But how do you have a box of mac and cheese that uses real cheese? If this is unrefrigerated, it might be even as scary as the traditional boxed M&C. Which of course might make it ever so tasty.


----------



## snoozy (May 10, 2002)

Macaroni and cheese is not meant to be packaged up in a single box with endless shelf life. You have your pasta in a bag in your pantry. You have your cheese in the fridge where it belongs. You add egg and milk, also from your fridge. How hard is that?


----------



## chickenmommy (Aug 24, 2004)

snoozy said:


> Macaroni and cheese is not meant to be packaged up in a single box with endless shelf life. You have your pasta in a bag in your pantry. You have your cheese in the fridge where it belongs. You add egg and milk, also from your fridge. How hard is that?


Sometimes you want that cheese powder that's in that Mac n cheese to put on your freshly popped corn. Where else will you get that lovely chemical cheese flavor? And sometimes you have a whiney child at your house that will only eat box Mac n cheese so you whip it up to shut it up. And sometimes you don't have cheese in the fridge but have emergency Mac n cheese to go with those super healthy hot dogs you're about to warm up for lunch. You have your standards, others have theirs. Neither is wrong.


----------



## jwal10 (Jun 5, 2010)

Anybody put corn flakes on the top, extra cheese and bake it? Some crumbled bacon mixed in is good. We eat swisschard with our mac and cheese, dice some onion fine, good glob of butter, (bacon grease and bacon crumbs, even better) cooked until translucent, add washed swisschard and cook until well wilted. A little butter and some Mrs. Dash sprinkled on top (or more crumbled bacon). Dinner is served....James


----------



## painterswife (Jun 7, 2004)

I even make most of my pasta from scratch these days. It does not replace that craving you have sometimes for the feelings and taste of childhood of boxed macaroni and cheese. I could scoff at those that use pre made pasta, from scratch is not hard to make at all.


----------



## BlackFeather (Jun 17, 2014)

After reading the debate on mac and cheese I'll be a heretic, We had boxed mac and cheese tonight, went to the doctor and you know how long it takes with some doctors, by the time we got home I needed something quick for dinner. A box of mac and cheese (the gooey in the metal envelope kind) found some left over refried beans (heated in the microzapper), and cooked up some hamburger I had in the fridge and added taco seasoning to it. Since my one daughter doesn't like taco I left everything separate and we who liked taco just layered one on top of the other. With everything in separate bowls she could pick and choose what she wanted. You could mix it all together into a casserole. We sprinkled extra hot sauce on it, but you could use taco sauce or just extra taco seasoning depending on what you have. Taco mac and cheese tasted good and the refried beans made it filling. Along side this we ate some left over vegetables we had in the fridge.

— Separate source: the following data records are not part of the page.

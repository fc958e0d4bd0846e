use ahash::{AHashMap, AHashSet};

/// Per-source-line dependency set, plus the mark used by the backward
/// reachability pass.
#[derive(Debug, Default)]
pub struct LineRecord {
    pub dependencies: AHashSet<u32>,
    /// Monotonic: set once during slice solving, never cleared.
    pub visited: bool,
}

/// Maps each executed source line to the set of lines it depends on.
///
/// Records are created lazily on the first dependency recorded for a line;
/// insertion deduplicates. Self-dependence is permitted (initial augmented
/// writes, mutating method calls).
#[derive(Debug, Default)]
pub struct DependenceGraph {
    lines: AHashMap<u32, LineRecord>,
}

impl DependenceGraph {
    #[must_use]
    pub fn new() -> Self {
        Self::default()
    }

    /// Merges `dependencies` into the record for `line`, creating it if
    /// needed. An empty iterator still materializes the record.
    pub fn record<I>(&mut self, line: u32, dependencies: I)
    where
        I: IntoIterator<Item = u32>,
    {
        self.lines.entry(line).or_default().dependencies.extend(dependencies);
    }

    #[must_use]
    pub fn get(&self, line: u32) -> Option<&LineRecord> {
        self.lines.get(&line)
    }

    /// Transitive closure of dependencies rooted at `criterion`, sorted.
    ///
    /// The dependence graph contains self-loops and can contain cycles when
    /// augmented writes and aliased mutations co-occur; the visited mark
    /// guarantees termination. Lines without a record contribute only
    /// themselves.
    pub fn solve(&mut self, criterion: u32) -> Vec<u32> {
        let mut keep = AHashSet::new();
        let mut work = vec![criterion];
        while let Some(line) = work.pop() {
            keep.insert(line);
            let Some(record) = self.lines.get_mut(&line) else {
                continue;
            };
            if record.visited {
                continue;
            }
            record.visited = true;
            for &dep in &record.dependencies {
                keep.insert(dep);
                work.push(dep);
            }
        }
        let mut keep: Vec<u32> = keep.into_iter().collect();
        keep.sort_unstable();
        keep
    }

    /// Iterates all recorded lines in unspecified order.
    pub fn iter(&self) -> impl Iterator<Item = (u32, &LineRecord)> {
        self.lines.iter().map(|(line, record)| (*line, record))
    }

    #[must_use]
    pub fn len(&self) -> usize {
        self.lines.len()
    }

    #[must_use]
    pub fn is_empty(&self) -> bool {
        self.lines.is_empty()
    }
}
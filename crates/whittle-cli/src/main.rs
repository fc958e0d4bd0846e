use std::{env, fs, process::ExitCode};

use whittle::{ExecutionTracer, SliceConfig, Slicer, SourceModule, TraceEvent, replay};

const USAGE: &str = "usage: whittle <source> <trace.json> [--verbose] [--json] [--no-write]";

fn main() -> ExitCode {
    let mut positional: Vec<String> = Vec::new();
    let mut verbose = false;
    let mut json = false;
    let mut no_write = false;
    for arg in env::args().skip(1) {
        match arg.as_str() {
            "--verbose" => verbose = true,
            "--json" => json = true,
            "--no-write" => no_write = true,
            "--help" | "-h" => {
                println!("{USAGE}");
                return ExitCode::SUCCESS;
            }
            flag if flag.starts_with('-') => {
                eprintln!("error: unknown flag '{flag}'\n{USAGE}");
                return ExitCode::FAILURE;
            }
            _ => positional.push(arg),
        }
    }
    let [source_path, trace_path] = positional.as_slice() else {
        eprintln!("{USAGE}");
        return ExitCode::FAILURE;
    };

    let source = match fs::read_to_string(source_path) {
        Ok(source) => source,
        Err(err) => {
            eprintln!("error: cannot read {source_path}: {err}");
            return ExitCode::FAILURE;
        }
    };
    let trace = match fs::read_to_string(trace_path) {
        Ok(trace) => trace,
        Err(err) => {
            eprintln!("error: cannot read {trace_path}: {err}");
            return ExitCode::FAILURE;
        }
    };
    let mut events: Vec<TraceEvent> = match serde_json::from_str(&trace) {
        Ok(events) => events,
        Err(err) => {
            eprintln!("error: invalid trace file {trace_path}: {err}");
            return ExitCode::FAILURE;
        }
    };
    if no_write {
        events.retain(|event| !matches!(event, TraceEvent::EndExecution));
    }

    let module = match SourceModule::parse(source, source_path) {
        Ok(module) => module,
        Err(err) => {
            eprintln!("error:\n{err}");
            return ExitCode::FAILURE;
        }
    };
    let mut slicer = Slicer::new(module, SliceConfig::default());

    if let Err(err) = replay(&events, &mut slicer) {
        eprintln!("error:\n{err}");
        return ExitCode::FAILURE;
    }
    // traces without an explicit end-of-execution event still produce a slice
    if slicer.outcome().is_none() && !no_write {
        if let Err(err) = slicer.on_end_execution() {
            eprintln!("error:\n{err}");
            return ExitCode::FAILURE;
        }
    }
    let outcome = if no_write {
        match slicer.finish() {
            Ok(outcome) => outcome,
            Err(err) => {
                eprintln!("error:\n{err}");
                return ExitCode::FAILURE;
            }
        }
    } else {
        match slicer.outcome() {
            Some(outcome) => outcome.clone(),
            None => {
                eprintln!("error: trace produced no slice");
                return ExitCode::FAILURE;
            }
        }
    };

    if verbose {
        eprintln!("{}", slicer.report());
    }
    if json {
        match serde_json::to_string_pretty(&outcome) {
            Ok(out) => println!("{out}"),
            Err(err) => {
                eprintln!("error: cannot serialize result: {err}");
                return ExitCode::FAILURE;
            }
        }
    } else {
        eprintln!("kept {} lines: {:?}", outcome.keep.len(), outcome.keep);
        match (&outcome.output_path, no_write) {
            (Some(path), false) => eprintln!("sliced file written to {}", path.display()),
            (Some(path), true) => eprintln!("skipped writing {}", path.display()),
            (None, _) => eprintln!("no sliced file: input does not carry the original extension"),
        }
    }
    ExitCode::SUCCESS
}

Aside from mac and cheese, those envelopes of noodles and powdered sauce you can buy for 99 cents (Knorr's I think is the name), advertised as a side dish, I use them frequently in the summer for supper. I add fresh cooked vegetables to it and some type of meat, it makes a quick skillet dinner when I've been working outside all day, and it is just right to feed the four of us. I'm not proud, I'll use a packaged noodle with powdered cheese sauce when I'm busy.


----------



## TerriLynn (Oct 10, 2009)

We eat both, homemade and boxed. I have been known to stir leftover boxed mac and cheese into leftover vegetable beef soup, or a bowl of chili.

We also have used the boxed to make a quick casserole, just add a can of cream of chicken soup, some left over meat or cut up hot dogs or smokie links, and a cooked veggie and you have a meal.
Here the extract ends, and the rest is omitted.